治験コーディネーターは、通常CRCと呼ばれますが、これは英語でClinical Research Coordinatorの略です。
治験業務の中で、医学的な判断が必要ではない業務全般という広い範囲が、治験コーディネーターの業務範囲です。
特に治験コーディネーターにコミュニケーションの能力が求められるのは、業務の中でもインフォームド・コンセントが重要な業務であるためです。
◇治験コーディネーターに必要とされる資質◇
治験では幅広い業務に関わる治験コーディネーターには、医療関連の業務経験者が求められ、実際にも看護師や薬剤師、臨床検査技師などの資格を持った人たちが多く活躍しています。
他にもパソコンを利用した事務能力の高さも求められています。
◇治験コーディネーターの主な業務◇
治験コーディネーターの業務は、項目としてあげると30以上になるほど広いですが、主な物は以下の通りです。
各種資料や計画書を作成し、関係者に連絡する治験開始前の業務。
被験者に対する、各種説明や被験者の窓口、また検査の立ち会いやスケジュールチェックを行い、使用済みの薬剤を回収するなどの、被験者への対応業務。
担当医師が必要とする各種資料の作成を補助したり、スクリーニング作業の補助を行い、また、各種の計画書や報告書を作成し、被験者の適正調査の補助を行うなどの担当医師への対応業務。
各種会議の設定を行うなどの調整業務。
他にも、医療機関の適格性調査や、担当医師の適格性調査、あるいは実施状況の報告やメーカー監査などへの対応といった、治験の依頼者への対応業務。
治験モニター(CRA)について
治験モニターはCRAとも呼ばれ、Clinical Research Associateの頭文字が使われています。CRCと呼ばれる治験コーディネーターと似ているのですが、その役割は、治験のモニタリング、つまり監視にあります。
◇CRAの役割◇
CRA、つまり治験モニターが所属しているのは、医薬品開発業務受託機関製薬会社でCROと呼ばれます。
CROはContract Research Organizationの頭文字です。
CRAは、治験が医療機関などで、GCPの規則に則って行われている稼働かをモニタリングします。
◇CRAの仕事内容◇
CRAの業務範囲は広く、以下の様なものがあります。
治験は、その目的や方法、さらには倫理上の決まり事などが多くあり、これらを治験の依頼主や実施者は遵守しなければなりません。
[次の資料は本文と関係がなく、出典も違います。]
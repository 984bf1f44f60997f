//! Tenant scope and privilege checks for authenticated callers.
//!
//! Every check is answered from the verified token alone. The selected
//! institution and privilege list in the `authz` claim are issued by the
//! identity provider at session creation and trusted for the token lifetime.

use authz_postgres::types::PrivilegeKey;
use uuid::Uuid;

use crate::handler::{ErrorKind, Result};
use crate::utility::tracing_targets::TRACING_TARGET_AUTHORIZATION as TRACING_TARGET;

/// Authorization policies for an authenticated caller.
pub trait AuthProvider {
    /// Returns the personal identification code of the caller.
    fn personal_identification_code(&self) -> &str;

    /// Returns the membership the caller acts as, if any.
    fn institution_user_id(&self) -> Option<Uuid>;

    /// Returns the institution selected for the session, if any.
    fn selected_institution_id(&self) -> Option<Uuid>;

    /// Returns the privileges granted in the selected institution.
    fn privileges(&self) -> &[PrivilegeKey];

    /// Returns whether the caller holds the realm administrator role.
    fn is_admin(&self) -> bool;

    /// Returns whether the caller holds `privilege`.
    #[inline]
    fn has_privilege(&self, privilege: PrivilegeKey) -> bool {
        self.privileges().contains(&privilege)
    }

    /// Requires the selected institution to be `institution_id`.
    fn authorize_institution(&self, institution_id: Uuid) -> Result<()> {
        if self.selected_institution_id() == Some(institution_id) {
            return Ok(());
        }

        tracing::warn!(
            target: TRACING_TARGET,
            institution_id = %institution_id,
            selected_institution_id = ?self.selected_institution_id(),
            "Access denied: institution outside of session scope"
        );

        Err(ErrorKind::Forbidden
            .with_message("Access to this institution is not allowed")
            .with_context("The institution is not selected for the current session")
            .with_resource("institution"))
    }

    /// Requires tenant scope and `privilege`.
    fn authorize_privilege(&self, institution_id: Uuid, privilege: PrivilegeKey) -> Result<()> {
        self.authorize_institution(institution_id)?;

        if self.has_privilege(privilege) {
            tracing::debug!(
                target: TRACING_TARGET,
                institution_id = %institution_id,
                privilege = %privilege,
                "Access granted: privilege held"
            );
            return Ok(());
        }

        tracing::warn!(
            target: TRACING_TARGET,
            institution_id = %institution_id,
            privilege = %privilege,
            "Access denied: missing privilege"
        );

        Err(ErrorKind::Forbidden
            .with_message("Insufficient privileges")
            .with_context(format!("Privilege {privilege} is required")))
    }

    /// Requires tenant scope, and either that the caller is
    /// `institution_user_id` or holds `privilege`.
    fn authorize_self_or_privilege(
        &self,
        institution_id: Uuid,
        institution_user_id: Uuid,
        privilege: PrivilegeKey,
    ) -> Result<()> {
        self.authorize_institution(institution_id)?;

        if self.institution_user_id() == Some(institution_user_id) {
            tracing::debug!(
                target: TRACING_TARGET,
                institution_user_id = %institution_user_id,
                "Access granted: own membership"
            );
            return Ok(());
        }

        self.authorize_privilege(institution_id, privilege)
    }

    /// Requires the realm administrator role.
    fn authorize_admin(&self) -> Result<()> {
        if self.is_admin() {
            return Ok(());
        }

        tracing::warn!(target: TRACING_TARGET, "Access denied: administrator role required");

        Err(ErrorKind::Forbidden
            .with_message("Administrator privileges required")
            .with_context("Only realm administrators can perform this operation"))
    }
}
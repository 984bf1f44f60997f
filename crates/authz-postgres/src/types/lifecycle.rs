//! Institution user lifecycle transitions.
//!
//! Every mutation of a membership passes through [`LifecycleAction::check`]
//! and, where the root role is involved, [`RootRoleGuard::check`] before any
//! row is written.

use jiff::civil::Date;
use serde::{Deserialize, Serialize};
use strum::{Display, EnumIter};

use super::InstitutionUserStatus;

/// A mutation that can be applied to an institution user.
#[derive(Debug, Clone, Copy, Eq, PartialEq, Hash)]
#[derive(Serialize, Deserialize, Display, EnumIter)]
#[strum(serialize_all = "snake_case")]
#[serde(rename_all = "snake_case")]
pub enum LifecycleAction {
    /// Schedule or apply a deactivation date.
    Deactivate,
    /// Clear a deactivation date and assign roles.
    Activate,
    /// Archive the membership and drop all roles.
    Archive,
    /// Edit details or role assignments.
    Update,
    /// Soft delete the membership.
    Delete,
}

/// Reasons a lifecycle action is refused.
#[derive(Debug, Clone, PartialEq, Eq, thiserror::Error)]
pub enum LifecycleError {
    #[error("Archived institution users cannot be modified")]
    Archived,

    #[error("Institution user is already deactivated")]
    AlreadyDeactivated,

    #[error("Institution user is active and has no scheduled deactivation")]
    NotDeactivated,

    #[error("Deactivation date {date} is before today ({today})")]
    DeactivationDateInPast { date: Date, today: Date },

    #[error("At least one role is required to activate an institution user")]
    RolesRequired,

    #[error("The only active holder of the root role cannot be affected by {action}")]
    SoleRootHolder { action: LifecycleAction },
}

impl LifecycleAction {
    /// Checks whether this action is allowed for a membership in `status`.
    ///
    /// `scheduled_deactivation` tells whether an `Active` membership carries a
    /// future deactivation date.
    pub fn check(
        self,
        status: InstitutionUserStatus,
        scheduled_deactivation: bool,
    ) -> Result<(), LifecycleError> {
        use InstitutionUserStatus::{Active, Deactivated};

        match (self, status) {
            (LifecycleAction::Delete, _) => Ok(()),
            (_, status) if status.is_read_only() => Err(LifecycleError::Archived),
            (LifecycleAction::Deactivate, Deactivated) => Err(LifecycleError::AlreadyDeactivated),
            (LifecycleAction::Activate, Active) if !scheduled_deactivation => {
                Err(LifecycleError::NotDeactivated)
            }
            _ => Ok(()),
        }
    }

    /// Returns whether the root-holder guard applies to this action.
    ///
    /// [`LifecycleAction::Update`] and [`LifecycleAction::Activate`] replace
    /// role assignments; the guard applies to them only when the root role is
    /// being removed, which the caller signals to [`RootRoleGuard`].
    #[inline]
    pub fn affects_root_holder(self) -> bool {
        matches!(
            self,
            LifecycleAction::Deactivate | LifecycleAction::Archive | LifecycleAction::Delete
        )
    }

    /// Returns whether this action may replace the role assignments.
    #[inline]
    pub fn replaces_roles(self) -> bool {
        matches!(self, LifecycleAction::Update | LifecycleAction::Activate)
    }
}

/// Returns whether replacing the roles takes the root role away.
///
/// `replacement_has_root` is `None` when the roles are left untouched.
#[inline]
pub fn loses_root_role(holds_root: bool, replacement_has_root: Option<bool>) -> bool {
    holds_root && replacement_has_root == Some(false)
}

/// Ensures an activation assigns at least one role.
pub fn check_activation_roles<T>(role_ids: &[T]) -> Result<(), LifecycleError> {
    if role_ids.is_empty() {
        return Err(LifecycleError::RolesRequired);
    }
    Ok(())
}

/// Ensures a deactivation date is today or later.
pub fn check_deactivation_date(date: Date, today: Date) -> Result<(), LifecycleError> {
    if date < today {
        return Err(LifecycleError::DeactivationDateInPast { date, today });
    }
    Ok(())
}

/// Protects the last lasting holder of an institution's root role.
///
/// A holder is lasting when the membership is neither archived nor deleted
/// and carries no deactivation date, past or scheduled. Holders with a
/// scheduled deactivation do not count, so two scheduled deactivations can
/// never leave the institution without a root holder once both take effect.
#[derive(Debug, Clone, Copy, PartialEq, Eq)]
pub struct RootRoleGuard {
    /// Whether the target currently holds the root role.
    pub holds_root: bool,
    /// Whether the target is currently `Active`.
    pub target_active: bool,
    /// Lasting root holders other than the target.
    pub other_root_holders: i64,
}

impl RootRoleGuard {
    /// Creates a new guard from the target's current standing.
    pub fn new(holds_root: bool, target_active: bool, other_root_holders: i64) -> Self {
        Self {
            holds_root,
            target_active,
            other_root_holders,
        }
    }

    /// Returns whether no lasting root holder remains besides the target.
    #[inline]
    pub fn is_sole_holder(&self) -> bool {
        self.holds_root && self.target_active && self.other_root_holders <= 0
    }

    /// Checks `action`; `loses_root` marks a role replacement that drops the
    /// root role (see [`loses_root_role`]).
    pub fn check(&self, action: LifecycleAction, loses_root: bool) -> Result<(), LifecycleError> {
        let guarded = action.affects_root_holder() || (action.replaces_roles() && loses_root);

        if guarded && self.is_sole_holder() {
            return Err(LifecycleError::SoleRootHolder { action });
        }
        Ok(())
    }
}

#[cfg(test)]
mod tests {
    use jiff::civil::date;

    use super::*;
    use crate::types::InstitutionUserStatus::{Active, Archived, Deactivated};

    #[test]
    fn archived_is_read_only_except_delete() {
        for action in [
            LifecycleAction::Deactivate,
            LifecycleAction::Activate,
            LifecycleAction::Archive,
            LifecycleAction::Update,
        ] {
            assert_eq!(action.check(Archived, false), Err(LifecycleError::Archived));
        }
        assert!(LifecycleAction::Delete.check(Archived, false).is_ok());
    }

    #[test]
    fn deactivate_requires_active() {
        assert!(LifecycleAction::Deactivate.check(Active, false).is_ok());
        assert!(LifecycleAction::Deactivate.check(Active, true).is_ok());
        assert_eq!(
            LifecycleAction::Deactivate.check(Deactivated, false),
            Err(LifecycleError::AlreadyDeactivated)
        );
    }

    #[test]
    fn activate_requires_deactivation() {
        assert!(LifecycleAction::Activate.check(Deactivated, false).is_ok());
        assert!(LifecycleAction::Activate.check(Active, true).is_ok());
        assert_eq!(
            LifecycleAction::Activate.check(Active, false),
            Err(LifecycleError::NotDeactivated)
        );
    }

    #[test]
    fn archive_and_update_allowed_before_archival() {
        for status in [Active, Deactivated] {
            assert!(LifecycleAction::Archive.check(status, false).is_ok());
            assert!(LifecycleAction::Update.check(status, false).is_ok());
        }
    }

    #[test]
    fn deactivation_date_must_not_be_past() {
        let today = date(2024, 6, 10);
        assert!(check_deactivation_date(today, today).is_ok());
        assert!(check_deactivation_date(date(2024, 6, 11), today).is_ok());
        assert!(matches!(
            check_deactivation_date(date(2024, 6, 9), today),
            Err(LifecycleError::DeactivationDateInPast { .. })
        ));
    }

    #[test]
    fn sole_root_holder_is_protected() {
        let guard = RootRoleGuard::new(true, true, 0);
        for action in [
            LifecycleAction::Deactivate,
            LifecycleAction::Archive,
            LifecycleAction::Delete,
        ] {
            assert_eq!(
                guard.check(action, false),
                Err(LifecycleError::SoleRootHolder { action })
            );
        }
        assert!(guard.check(LifecycleAction::Update, false).is_ok());
        assert!(guard.check(LifecycleAction::Update, true).is_err());
        assert!(guard.check(LifecycleAction::Activate, false).is_ok());
    }

    #[test]
    fn activation_cannot_strip_the_last_root_holder() {
        // Active holder with a scheduled deactivation, reactivated without root.
        let guard = RootRoleGuard::new(true, true, 0);
        let loses_root = loses_root_role(true, Some(false));
        assert_eq!(
            guard.check(LifecycleAction::Activate, loses_root),
            Err(LifecycleError::SoleRootHolder {
                action: LifecycleAction::Activate
            })
        );
        assert!(guard.check(LifecycleAction::Activate, loses_root_role(true, Some(true))).is_ok());

        let shared = RootRoleGuard::new(true, true, 1);
        assert!(shared.check(LifecycleAction::Activate, loses_root).is_ok());
    }

    #[test]
    fn second_scheduled_deactivation_is_refused() {
        // A and B hold root. A is scheduled for tomorrow, so only A counts
        // as a lasting holder when B is deactivated.
        let first = RootRoleGuard::new(true, true, 1);
        assert!(first.check(LifecycleAction::Deactivate, false).is_ok());

        let second = RootRoleGuard::new(true, true, 0);
        assert_eq!(
            second.check(LifecycleAction::Deactivate, false),
            Err(LifecycleError::SoleRootHolder {
                action: LifecycleAction::Deactivate
            })
        );
    }

    #[test]
    fn root_is_lost_only_by_a_replacement_without_it() {
        assert!(loses_root_role(true, Some(false)));
        assert!(!loses_root_role(true, Some(true)));
        assert!(!loses_root_role(true, None));
        assert!(!loses_root_role(false, Some(false)));
        assert!(LifecycleAction::Update.replaces_roles());
        assert!(LifecycleAction::Activate.replaces_roles());
        assert!(!LifecycleAction::Archive.replaces_roles());
    }

    #[test]
    fn activation_needs_a_role() {
        assert_eq!(
            check_activation_roles::<u8>(&[]),
            Err(LifecycleError::RolesRequired)
        );
        assert!(check_activation_roles(&[1]).is_ok());
    }

    #[test]
    fn other_holders_release_the_guard() {
        let guard = RootRoleGuard::new(true, true, 1);
        assert!(guard.check(LifecycleAction::Archive, false).is_ok());

        let not_holder = RootRoleGuard::new(false, true, 0);
        assert!(not_holder.check(LifecycleAction::Delete, false).is_ok());

        let inactive = RootRoleGuard::new(true, false, 0);
        assert!(inactive.check(LifecycleAction::Delete, false).is_ok());
    }
}
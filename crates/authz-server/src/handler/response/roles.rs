//! Role response types.

use authz_postgres::model;
use authz_postgres::query::RoleWithPrivileges;
use authz_postgres::types::PrivilegeKey;
use jiff::Timestamp;
use schemars::JsonSchema;
use serde::{Deserialize, Serialize};
use uuid::Uuid;

/// Represents a role with its granted privileges.
#[must_use]
#[derive(Debug, Clone, Serialize, Deserialize, JsonSchema)]
#[serde(rename_all = "camelCase")]
pub struct Role {
    /// ID of the role.
    pub role_id: Uuid,
    /// ID of the owning institution.
    pub institution_id: Uuid,
    /// Name of the role.
    pub name: String,
    /// Whether this is the institution's immutable root role.
    pub is_root: bool,
    /// Privileges granted by the role.
    pub privileges: Vec<PrivilegeKey>,
    /// Timestamp when the role was created.
    pub created_at: Timestamp,
    /// Timestamp when the role was last updated.
    pub updated_at: Timestamp,
}

impl Role {
    pub fn from_model(role: model::Role, mut privileges: Vec<PrivilegeKey>) -> Self {
        privileges.sort();
        Self {
            role_id: role.id,
            institution_id: role.institution_id,
            name: role.name,
            is_root: role.is_root,
            privileges,
            created_at: role.created_at.into(),
            updated_at: role.updated_at.into(),
        }
    }

    pub fn from_models(models: Vec<RoleWithPrivileges>) -> Vec<Self> {
        models
            .into_iter()
            .map(|item| Self::from_model(item.role, item.privileges))
            .collect()
    }
}

/// Reference to a role embedded in membership responses.
#[must_use]
#[derive(Debug, Clone, Serialize, Deserialize, JsonSchema)]
#[serde(rename_all = "camelCase")]
pub struct RoleSummary {
    /// ID of the role.
    pub role_id: Uuid,
    /// Name of the role.
    pub name: String,
    /// Whether this is the root role.
    pub is_root: bool,
}

impl RoleSummary {
    pub fn from_model(role: model::Role) -> Self {
        Self {
            role_id: role.id,
            name: role.name,
            is_root: role.is_root,
        }
    }
}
この決まり事を盛り込んだプロトコールの作成はCRAの仕事です。
また、医療機関を実際に訪問して、治験を行うために必要な設備が完備されているかどうかの調査を行うこともCRAの仕事です。
治験には、被験者の人権や健康が守られていることを審査するIRB(治験審査委員会)があります。このIRBとの交渉もCRAの仕事です。
そして、医療機関を訪問し、治験がプロトコールを遵守したうえで実施されているかどうかの監視を行うのもCRAの仕事です。
他にも様々な仕事がCRAの業務範囲としてあります。
標準業務手順書(SOP)について
治験は、誰が行っても同じ精度で行われる必要があります。
そのために、作業範囲や作業手順について、治験に携わる人たちがきちんと把握している必要があります。
このことのために、標準業務手順書(SOP)が作成されます。
◇標準業務手順書(SOP)とは◇
標準業務手順書は、治験の現場では通常言いやすい略称としてSOPと呼ばれます。
SOPはStandard Operating Proceduresの頭文字です。
SOPは、治験の基準となる手順をまとめたもので、常に均質に治験が行われることを目的としています。
治験の依頼者や実施者は、作業を行うに当たり、SOPに基づくことがGCPにおいて義務づけられています。
SOPは、その内容よりも、書かれた手順が遵守されているかどうかが重視されますので、SOPにはあまり細かな規定は記載されず、基本的な手順について記載される傾向があります。
つまり、守れない可能性があることは、最初から盛り込まないようにしているケースが多いと言えます。